Does the description disclose side effects, auth requirements, rate limits, or destructive behavior?

No annotations are provided, so the description carries the full burden of behavioral disclosure. It states the tool deletes a table, implying a destructive mutation, but doesn't cover critical aspects like whether deletion is permanent, requires specific permissions, affects related data (e.g., cascading to records), or returns confirmation. For a destructive tool with zero annotation coverage, this is a significant gap.

Agents need to know what a tool does to the world before calling it. Descriptions should go beyond structured annotations to explain consequences.

Conciseness5/5

Is the description appropriately sized, front-loaded, and free of redundancy?

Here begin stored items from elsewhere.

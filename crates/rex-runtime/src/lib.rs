//! Tick scheduler: the orchestration layer that wires PriceOracle,
//! ChainClient, AggregatorClient, StrategySignal, and the execution core
//! together into a periodic run loop with graceful shutdown.

pub mod scheduler;

pub use scheduler::Scheduler;

use std::sync::Arc;
use std::time::Duration;

use rex_chain::ChainClient;
use rex_schemas::EngineState;

/// Drives `scheduler` on a fixed-interval tick loop until a termination
/// signal arrives, then drains positions with `flatten_all` before
/// returning. Mirrors scenario S7: exit_only_mode is set first, then exits
/// run pair by pair with SOL last and the reserve preserved.
pub async fn run_until_shutdown<C: ChainClient + ?Sized>(
    scheduler: &mut Scheduler<C>,
    tick_interval: Duration,
) -> anyhow::Result<()> {
    let mut interval = tokio::time::interval(tick_interval);
    interval.set_missed_tick_behavior(tokio::time::MissedTickBehavior::Skip);

    loop {
        tokio::select! {
            _ = interval.tick() => {
                if let Err(e) = scheduler.run_tick().await {
                    tracing::error!(error = %e, "tick failed, continuing on next interval");
                }
            }
            _ = shutdown_signal() => {
                tracing::info!("shutdown signal received, entering exit_only_mode");
                break;
            }
        }
    }

    scheduler.set_exit_only_mode(true);
    scheduler.flatten_all().await;
    tracing::info!(final_state = ?EngineState::Stopped, "flatten-all complete, shutting down");
    Ok(())
}

#[cfg(unix)]
async fn shutdown_signal() {
    use tokio::signal::unix::{signal, SignalKind};
    let mut sigterm = signal(SignalKind::terminate()).expect("install SIGTERM handler");
    let mut sigint = signal(SignalKind::interrupt()).expect("install SIGINT handler");
    tokio::select! {
        _ = sigterm.recv() => {}
        _ = sigint.recv() => {}
    }
}

#[cfg(not(unix))]
async fn shutdown_signal() {
    let _ = tokio::signal::ctrl_c().await;
}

The description is a single, efficient sentence with zero waste—it directly states the tool's purpose without redundancy. It's appropriately sized and front-loaded, making it easy for an agent to parse quickly.

Shorter descriptions cost fewer tokens and are easier for agents to parse. Every sentence should earn its place.

Completeness2/5

Given the tool's complexity, does the description cover enough for an agent to succeed on first attempt?

Given the tool's destructive nature, lack of annotations, and no output schema, the description is incomplete. It doesn't address behavioral risks (e.g., irreversibility), permissions, side effects, or response format, which are crucial for safe invocation. The high schema coverage helps with parameters, but overall context is inadequate for a mutation tool.

Complex tools with many parameters or behaviors need more documentation. Simple tools need less. This dimension scales expectations accordingly.

Parameters3/5

Does the description clarify parameter syntax, constraints, interactions, or defaults beyond what the schema provides?

Schema description coverage is 100%, with the single parameter 'table_id' fully documented in the schema as 'The ID of the table to delete'. The description adds no additional meaning beyond this, such as format examples or sourcing hints, so it meets the baseline of 3 where the schema does the heavy lifting.

Input schemas describe structure but not intent. Descriptions should explain non-obvious parameter relationships and valid value ranges.

Purpose4/5

Does the description clearly state what the tool does and how it differs from similar tools?

The description clearly states the action ('Delete') and resource ('a table from the database'), providing a specific verb+resource combination. However, it doesn't explicitly differentiate from sibling tools like 'delete_column' or 'delete_record', which would require mentioning it removes entire tables rather than columns or individual records.

Agents choose between tools based on descriptions. A clear purpose with a specific verb and resource helps agents select the right tool.

Usage Guidelines2/5

Does the description explain when to use this tool, when not to, or what alternatives exist?

The description provides no guidance on when to use this tool versus alternatives. It doesn't mention prerequisites (e.g., needing table ID), exclusions (e.g., cannot delete if referenced by views), or compare to siblings like 'delete_record' (for rows) or 'delete_column' (for columns), leaving the agent to infer usage context.

Agents often have multiple tools that could apply. Explicit usage guidance like "use X instead of Y when Z" prevents misuse.